But I know people’s lives already overwhelm them and to risk the surfacing of their own unresolved traumas triggered by watching other people’s, is not, I understand, in anyone’s best interests. So now I just feel numb and talk to the people who can bear to stay with it for as long as it takes.

But then what is there to say about it now anyway? I can’t turn away but I’m not sure where to look or how to process the massive amounts of information being produced on the subject. What do we really need to know? What is just superfluous add-in designed to keep the massive media machine going? Much of the coverage is concerned with military analysis trying to predict the war strategies and their outcomes. Is Saddam dead or alive? It’s like a macabre form of the game ‘Where’s Wally’ designed for war enthusiasts.

The effect of this is mind and emotion numbing – it all becomes so inhuman and removed from the realities of people’s lives. But in truth what is happening is so painfully human, in the worst possible way, and personally I usually find facing pain to be a healthier option than numbness.

But we are presented with very few options for experiencing this conflict. We are effectively wedged from the realities of war, in anything other than a fragmented and disconnected context, by the fog of analysis, the manipulation of the media, and by the commentary and rhetoric of denial from our politicians. Perhaps they themselves are in denial – how hard would it be for Howard to ever face himself if he had to face the horrific consequences of his actions.

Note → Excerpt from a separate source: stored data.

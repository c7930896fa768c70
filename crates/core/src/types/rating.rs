//! Product review rating.

use core::fmt;

use serde::{Deserialize, Serialize};

/// Error returned for a rating outside the 1-5 range.
#[derive(thiserror::Error, Debug, Clone, Copy, PartialEq, Eq)]
#[error("rating must be between {} and {}", Rating::MIN, Rating::MAX)]
pub struct RatingError;

/// A star rating between 1 and 5 inclusive.
///
/// The range is enforced on construction and on deserialization, so a
/// `Rating` read back from a collection file is always valid.
#[derive(Debug, Clone, Copy, PartialEq, Eq, PartialOrd, Ord, Hash, Serialize, Deserialize)]
#[serde(try_from = "u8", into = "u8")]
pub struct Rating(u8);

impl Rating {
    /// Lowest allowed rating.
    pub const MIN: u8 = 1;
    /// Highest allowed rating.
    pub const MAX: u8 = 5;

    /// Create a rating, validating the 1-5 range.
    ///
    /// # Errors
    ///
    /// Returns [`RatingError`] if `value` is outside 1-5.
    pub const fn new(value: u8) -> Result<Self, RatingError> {
        if value >= Self::MIN && value <= Self::MAX {
            Ok(Self(value))
        } else {
            Err(RatingError)
        }
    }

    /// The underlying star count.
    #[must_use]
    pub const fn as_u8(&self) -> u8 {
        self.0
    }
}

impl TryFrom<u8> for Rating {
    type Error = RatingError;

    fn try_from(value: u8) -> Result<Self, Self::Error> {
        Self::new(value)
    }
}

impl From<Rating> for u8 {
    fn from(rating: Rating) -> Self {
        rating.0
    }
}

impl fmt::Display for Rating {
    fn fmt(&self, f: &mut fmt::Formatter<'_>) -> fmt::Result {
        write!(f, "{}", self.0)
    }
}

As a nation of sports lovers Howard plays us well. He knows we will fall in line behind the home side, he knows this as he spends his time effectively hiding behind his players, consoling their wives and families. It would take real courage for him to also visit the Iraqi families who sit and suffer while their homeland is reduced to rubble and they worry night and day about their relatives and friends back home. To see him sit down and explain the facts of life, as he sees them, to these people, to face them and us with something other than rhetoric would at least give us something to engage with.

But Howard will only do what plays well for him, he will do what wedges us from our own feelings and offer us a paternalism that has worked so well for him in the past. Somehow he taps into that part of us which wants to be led, the part that denies we know how to act for ourselves or make our own decisions. Our decisions are again made for us by a parental figure and we are again powerless. He does it well. Most of us fall into line without too much fuss, and who’s got time to fight all the hard battles anyway?

And for all those who think they know how this will all turn out or what is right or wrong, and I can be guilty of that as well, I would say that none of us have any idea of what lies ahead. We can know that Iraq will, most probably, fairly soon be run by the US, but other than that it’s all a guessing game with very few reliable facts to work with, particularly at the moment, positioned as we are in the cross fire of an enormous war of propaganda from every possible side. It will be some time before we get a look at some real stories and are able to separate them from all the rubbish we are now being fed.

So Margo, I think your original advice to stay calm is right on the mark. But that doesn’t mean we have to be paralysed – to pressure our government on humanitarian issues and self determination in Iraq has never been more important.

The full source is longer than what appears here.